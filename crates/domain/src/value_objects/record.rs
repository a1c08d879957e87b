//! Column maps exchanged with the relational store
//!
//! A [`Record`] is one table row expressed as column name to [`SqlValue`].
//! Records are what the table store writes and reads, and what a pending
//! write file carries, so the value enum keeps enough type information for
//! timestamps and dates to survive a JSON round trip.
//!
//! ```
//! use domain::value_objects::{Record, SqlValue};
//!
//! let row = Record::new().with("location", "attic").with("temperature", 71.6);
//! assert_eq!(row.columns().collect::<Vec<_>>(), vec!["location", "temperature"]);
//! assert_eq!(row.get("location"), Some(&SqlValue::Text("attic".into())));
//! ```

use std::collections::BTreeMap;
use std::fmt;

use chrono::{NaiveDate, NaiveDateTime};
use serde::{Deserialize, Serialize};

use crate::errors::DomainError;

const TIMESTAMP_FORMATS: [&str; 2] = ["%Y-%m-%d %H:%M:%S%.f", "%Y-%m-%dT%H:%M:%S%.f"];

/// A single column value
#[derive(Debug, Clone, PartialEq, Serialize, Deserialize, Default)]
#[serde(rename_all = "snake_case")]
pub enum SqlValue {
    #[default]
    Null,
    Bool(bool),
    Int(i64),
    Float(f64),
    Text(String),
    Timestamp(NaiveDateTime),
    Date(NaiveDate),
}

impl SqlValue {
    #[must_use]
    pub const fn is_null(&self) -> bool {
        matches!(self, Self::Null)
    }

    /// Numeric view; integers widen to floats
    #[allow(clippy::cast_precision_loss)]
    #[must_use]
    pub fn as_f64(&self) -> Option<f64> {
        match self {
            Self::Float(v) => Some(*v),
            Self::Int(v) => Some(*v as f64),
            _ => None,
        }
    }

    #[must_use]
    pub const fn as_i64(&self) -> Option<i64> {
        match self {
            Self::Int(v) => Some(*v),
            _ => None,
        }
    }

    #[must_use]
    pub fn as_str(&self) -> Option<&str> {
        match self {
            Self::Text(v) => Some(v),
            _ => None,
        }
    }

    /// Boolean view; SQLite hands booleans back as 0/1 integers
    #[must_use]
    pub const fn as_bool(&self) -> Option<bool> {
        match self {
            Self::Bool(v) => Some(*v),
            Self::Int(0) => Some(false),
            Self::Int(1) => Some(true),
            _ => None,
        }
    }

    #[must_use]
    pub fn as_timestamp(&self) -> Option<NaiveDateTime> {
        match self {
            Self::Timestamp(v) => Some(*v),
            Self::Text(v) => TIMESTAMP_FORMATS
                .iter()
                .find_map(|fmt| NaiveDateTime::parse_from_str(v, fmt).ok()),
            _ => None,
        }
    }

    #[must_use]
    pub fn as_date(&self) -> Option<NaiveDate> {
        match self {
            Self::Date(v) => Some(*v),
            Self::Timestamp(v) => Some(v.date()),
            Self::Text(v) => NaiveDate::parse_from_str(v, "%Y-%m-%d").ok(),
            _ => None,
        }
    }
}

impl fmt::Display for SqlValue {
    fn fmt(&self, f: &mut fmt::Formatter<'_>) -> fmt::Result {
        match self {
            Self::Null => write!(f, "NULL"),
            Self::Bool(v) => write!(f, "{v}"),
            Self::Int(v) => write!(f, "{v}"),
            Self::Float(v) => write!(f, "{v}"),
            Self::Text(v) => write!(f, "{v}"),
            Self::Timestamp(v) => write!(f, "{}", v.format("%Y-%m-%d %H:%M:%S")),
            Self::Date(v) => write!(f, "{}", v.format("%Y-%m-%d")),
        }
    }
}

impl From<bool> for SqlValue {
    fn from(v: bool) -> Self {
        Self::Bool(v)
    }
}

impl From<i64> for SqlValue {
    fn from(v: i64) -> Self {
        Self::Int(v)
    }
}

impl From<i32> for SqlValue {
    fn from(v: i32) -> Self {
        Self::Int(i64::from(v))
    }
}

impl From<u64> for SqlValue {
    #[allow(clippy::cast_precision_loss)]
    fn from(v: u64) -> Self {
        i64::try_from(v).map_or(Self::Float(v as f64), Self::Int)
    }
}

impl From<f64> for SqlValue {
    fn from(v: f64) -> Self {
        Self::Float(v)
    }
}

impl From<&str> for SqlValue {
    fn from(v: &str) -> Self {
        Self::Text(v.to_string())
    }
}

impl From<String> for SqlValue {
    fn from(v: String) -> Self {
        Self::Text(v)
    }
}

impl From<NaiveDateTime> for SqlValue {
    fn from(v: NaiveDateTime) -> Self {
        Self::Timestamp(v)
    }
}

impl From<NaiveDate> for SqlValue {
    fn from(v: NaiveDate) -> Self {
        Self::Date(v)
    }
}

impl<T: Into<Self>> From<Option<T>> for SqlValue {
    fn from(v: Option<T>) -> Self {
        v.map_or(Self::Null, Into::into)
    }
}

/// One row: column name to value, ordered by column name
#[derive(Debug, Clone, PartialEq, Default, Serialize, Deserialize)]
#[serde(transparent)]
pub struct Record(BTreeMap<String, SqlValue>);

impl Record {
    #[must_use]
    pub fn new() -> Self {
        Self::default()
    }

    /// Builder-style insert
    #[must_use]
    pub fn with(mut self, column: impl Into<String>, value: impl Into<SqlValue>) -> Self {
        self.0.insert(column.into(), value.into());
        self
    }

    pub fn insert(
        &mut self,
        column: impl Into<String>,
        value: impl Into<SqlValue>,
    ) -> Option<SqlValue> {
        self.0.insert(column.into(), value.into())
    }

    #[must_use]
    pub fn get(&self, column: &str) -> Option<&SqlValue> {
        self.0.get(column)
    }

    #[must_use]
    pub fn contains(&self, column: &str) -> bool {
        self.0.contains_key(column)
    }

    pub fn columns(&self) -> impl Iterator<Item = &str> {
        self.0.keys().map(String::as_str)
    }

    pub fn iter(&self) -> impl Iterator<Item = (&str, &SqlValue)> {
        self.0.iter().map(|(k, v)| (k.as_str(), v))
    }

    #[must_use]
    pub fn len(&self) -> usize {
        self.0.len()
    }

    #[must_use]
    pub fn is_empty(&self) -> bool {
        self.0.is_empty()
    }

    fn require(&self, column: &str) -> Result<&SqlValue, DomainError> {
        self.0
            .get(column)
            .ok_or_else(|| DomainError::MissingColumn(column.to_string()))
    }

    pub fn float(&self, column: &str) -> Result<f64, DomainError> {
        self.require(column)?
            .as_f64()
            .ok_or_else(|| DomainError::invalid_value(column, "expected a number"))
    }

    pub fn int(&self, column: &str) -> Result<i64, DomainError> {
        self.require(column)?
            .as_i64()
            .ok_or_else(|| DomainError::invalid_value(column, "expected an integer"))
    }

    pub fn text(&self, column: &str) -> Result<String, DomainError> {
        self.require(column)?
            .as_str()
            .map(ToString::to_string)
            .ok_or_else(|| DomainError::invalid_value(column, "expected text"))
    }

    pub fn boolean(&self, column: &str) -> Result<bool, DomainError> {
        self.require(column)?
            .as_bool()
            .ok_or_else(|| DomainError::invalid_value(column, "expected a boolean"))
    }

    pub fn timestamp(&self, column: &str) -> Result<NaiveDateTime, DomainError> {
        self.require(column)?
            .as_timestamp()
            .ok_or_else(|| DomainError::invalid_value(column, "expected a timestamp"))
    }

    pub fn date(&self, column: &str) -> Result<NaiveDate, DomainError> {
        self.require(column)?
            .as_date()
            .ok_or_else(|| DomainError::invalid_value(column, "expected a date"))
    }

    /// Text column that may be absent or NULL
    pub fn optional_text(&self, column: &str) -> Result<Option<String>, DomainError> {
        match self.0.get(column) {
            None | Some(SqlValue::Null) => Ok(None),
            Some(_) => self.text(column).map(Some),
        }
    }
}

impl FromIterator<(String, SqlValue)> for Record {
    fn from_iter<I: IntoIterator<Item = (String, SqlValue)>>(iter: I) -> Self {
        Self(iter.into_iter().collect())
    }
}

impl IntoIterator for Record {
    type Item = (String, SqlValue);
    type IntoIter = std::collections::btree_map::IntoIter<String, SqlValue>;

    fn into_iter(self) -> Self::IntoIter {
        self.0.into_iter()
    }
}
//! OpenWeatherMap One Call client

use std::fmt;

use async_trait::async_trait;
use reqwest::{Client, StatusCode};
use serde::{Deserialize, Serialize};
use thiserror::Error;
use tracing::{debug, instrument};

use crate::models::OneCall;

const ICON_BASE_URL: &str = "https://openweathermap.org/img/wn";

/// Errors shared by the weather and location clients
#[derive(Debug, Error)]
pub enum WeatherError {
    #[error("Connection failed: {0}")]
    ConnectionFailed(String),

    #[error("Request failed: {0}")]
    RequestFailed(String),

    #[error("Parse error: {0}")]
    ParseError(String),

    /// Key or token rejected
    #[error("Unauthorized: {0}")]
    Unauthorized(String),

    #[error("Invalid coordinates: latitude must be -90 to 90, longitude must be -180 to 180")]
    InvalidCoordinates,

    #[error("Rate limit exceeded")]
    RateLimitExceeded,
}

impl WeatherError {
    /// Classify a non-success response
    pub(crate) fn from_status(status: StatusCode, body: &str) -> Self {
        match status {
            StatusCode::UNAUTHORIZED | StatusCode::FORBIDDEN => Self::Unauthorized(body.to_string()),
            StatusCode::TOO_MANY_REQUESTS => Self::RateLimitExceeded,
            _ => Self::RequestFailed(format!("HTTP {status}")),
        }
    }
}

#[derive(Debug, Clone, Serialize, Deserialize)]
pub struct WeatherConfig {
    /// One Call base URL (default: <https://api.openweathermap.org/data/3.0>)
    #[serde(default = "default_base_url")]
    pub base_url: String,

    /// Request timeout in seconds (default: 10)
    #[serde(default = "default_timeout")]
    pub timeout_secs: u64,

    /// `standard`, `metric` or `imperial` (default: imperial)
    #[serde(default = "default_units")]
    pub units: String,
}

fn default_base_url() -> String {
    "https://api.openweathermap.org/data/3.0".to_string()
}

const fn default_timeout() -> u64 {
    10
}

fn default_units() -> String {
    "imperial".to_string()
}

impl Default for WeatherConfig {
    fn default() -> Self {
        Self {
            base_url: default_base_url(),
            timeout_secs: default_timeout(),
            units: default_units(),
        }
    }
}

/// Vault secret holding the One Call key
#[derive(Clone, Deserialize)]
pub struct OpenWeatherCredentials {
    pub api_key: String,
}

impl fmt::Debug for OpenWeatherCredentials {
    fn fmt(&self, f: &mut fmt::Formatter<'_>) -> fmt::Result {
        f.debug_struct("OpenWeatherCredentials")
            .field("api_key", &"[REDACTED]")
            .finish()
    }
}

/// URL of a weather icon; `large` selects the double-size image
#[must_use]
pub fn icon_url(code: &str, large: bool) -> String {
    if large {
        format!("{ICON_BASE_URL}/{code}@2x.png")
    } else {
        format!("{ICON_BASE_URL}/{code}.png")
    }
}

#[async_trait]
pub trait WeatherClient: Send + Sync {
    /// Current conditions and the daily forecast at a point
    async fn one_call(
        &self,
        credentials: &OpenWeatherCredentials,
        latitude: f64,
        longitude: f64,
    ) -> Result<OneCall, WeatherError>;
}

#[derive(Debug)]
pub struct OpenWeatherClient {
    client: Client,
    config: WeatherConfig,
}

impl OpenWeatherClient {
    /// # Errors
    ///
    /// Returns an error if the HTTP client cannot be initialized.
    pub fn new(config: WeatherConfig) -> Result<Self, WeatherError> {
        let client = Client::builder()
            .timeout(std::time::Duration::from_secs(config.timeout_secs))
            .build()
            .map_err(|e| WeatherError::ConnectionFailed(e.to_string()))?;
        Ok(Self { client, config })
    }

    /// # Errors
    ///
    /// Returns an error if the HTTP client cannot be initialized.
    pub fn with_defaults() -> Result<Self, WeatherError> {
        Self::new(WeatherConfig::default())
    }

    fn validate_coordinates(latitude: f64, longitude: f64) -> Result<(), WeatherError> {
        if !(-90.0..=90.0).contains(&latitude) || !(-180.0..=180.0).contains(&longitude) {
            return Err(WeatherError::InvalidCoordinates);
        }
        Ok(())
    }
}

#[async_trait]
impl WeatherClient for OpenWeatherClient {
    #[instrument(skip(self, credentials))]
    async fn one_call(
        &self,
        credentials: &OpenWeatherCredentials,
        latitude: f64,
        longitude: f64,
    ) -> Result<OneCall, WeatherError> {
        Self::validate_coordinates(latitude, longitude)?;
        let url = format!("{}/onecall", self.config.base_url.trim_end_matches('/'));
        debug!(url = %url, "Fetching weather");

        let response = self
            .client
            .get(&url)
            .query(&[
                ("lat", latitude.to_string()),
                ("lon", longitude.to_string()),
                ("units", self.config.units.clone()),
                ("exclude", "minutely,hourly,alerts".to_string()),
                ("appid", credentials.api_key.clone()),
            ])
            .send()
            .await
            .map_err(|e| WeatherError::RequestFailed(e.to_string()))?;

        let status = response.status();
        let body = response
            .text()
            .await
            .map_err(|e| WeatherError::RequestFailed(e.to_string()))?;
        if !status.is_success() {
            return Err(WeatherError::from_status(status, &body));
        }

        serde_json::from_str(&body).map_err(|e| WeatherError::ParseError(e.to_string()))
    }
}
//! Environment sensor collector
//!
//! Reads the node's temperature/humidity sensor, stores the reading in the
//! `environment` table and raises throttled alerts when a value leaves the
//! location's comfort range.

use std::sync::Arc;

use async_trait::async_trait;
use chrono::NaiveDateTime;
use domain::entities::{EnvironmentReading, NotificationKind};
use domain::value_objects::{Location, celsius_to_fahrenheit};
use tracing::{info, instrument, warn};

use super::alert_throttle::AlertThrottle;
use super::db_manager::{DbManager, WriteOutcome};
use super::notification_service::NotificationService;
use super::polling::Collector;
use crate::error::ApplicationError;
use crate::ports::EnvironmentSensorPort;

/// Attempts after which the sensor is re-initialized before reading
const RESET_AFTER_ATTEMPTS: u32 = 2;

pub struct SensorService {
    sensor: Arc<dyn EnvironmentSensorPort>,
    db: Arc<DbManager>,
    notifier: Arc<NotificationService>,
    location: Location,
    throttle: AlertThrottle,
}

impl std::fmt::Debug for SensorService {
    fn fmt(&self, f: &mut std::fmt::Formatter<'_>) -> std::fmt::Result {
        f.debug_struct("SensorService")
            .field("location", &self.location)
            .finish_non_exhaustive()
    }
}

impl SensorService {
    pub const APP: &'static str = "sensor_mgr";

    pub fn new(
        sensor: Arc<dyn EnvironmentSensorPort>,
        db: Arc<DbManager>,
        notifier: Arc<NotificationService>,
        location: Location,
    ) -> Self {
        Self {
            sensor,
            db,
            notifier,
            location,
            throttle: AlertThrottle::default(),
        }
    }

    /// Take one sample and convert it to a reading
    pub async fn read_environment(
        &self,
        now: NaiveDateTime,
    ) -> Result<EnvironmentReading, ApplicationError> {
        let sample = self.sensor.read().await?;
        let reading = EnvironmentReading::new(
            now,
            celsius_to_fahrenheit(sample.celsius),
            sample.humidity,
            self.location,
        );
        info!(
            location = %reading.location,
            temperature = reading.temperature,
            humidity = reading.humidity,
            "Current environment data"
        );
        Ok(reading)
    }

    pub async fn record(&self, reading: &EnvironmentReading) -> Result<WriteOutcome, ApplicationError> {
        self.db
            .insert_data(EnvironmentReading::TABLE, vec![reading.to_record()])
            .await
    }

    async fn alert(&self, kind: &str, msg: String, now: NaiveDateTime) {
        if !self.throttle.try_acquire(kind, now) {
            return;
        }
        if let Err(e) = self
            .notifier
            .notify(&msg, NotificationKind::Alert, Self::APP, now)
            .await
        {
            warn!(error = %e, alert = kind, "Could not send alert");
        }
    }
}

#[async_trait]
impl Collector for SensorService {
    fn name(&self) -> &str {
        Self::APP
    }

    async fn before_attempt(&self, attempt: u32) -> Result<(), ApplicationError> {
        if attempt > RESET_AFTER_ATTEMPTS {
            info!(attempt, "Resetting sensor");
            self.sensor.reset().await?;
        }
        Ok(())
    }

    #[instrument(skip(self), fields(location = %self.location))]
    async fn collect(&self, now: NaiveDateTime) -> Result<(), ApplicationError> {
        let reading = self.read_environment(now).await?;
        self.record(&reading).await?;

        let title = self.location.title();
        if reading.temperature_critical() {
            let msg = format!(
                "{title} temperature critical at {:.1}\u{b0}F.",
                reading.temperature
            );
            self.alert("temperature", msg, now).await;
        }
        if reading.humidity_critical() {
            let msg = format!("{title} humidity critical at {:.1}%.", reading.humidity);
            self.alert("humidity", msg, now).await;
        }
        Ok(())
    }
}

————————

About this task
Report every line of the material above in which "WeatherConfig" appears.

Task answer
pub struct WeatherConfig {
impl Default for WeatherConfig {
    config: WeatherConfig,
    pub fn new(config: WeatherConfig) -> Result<Self, WeatherError> {
        Self::new(WeatherConfig::default())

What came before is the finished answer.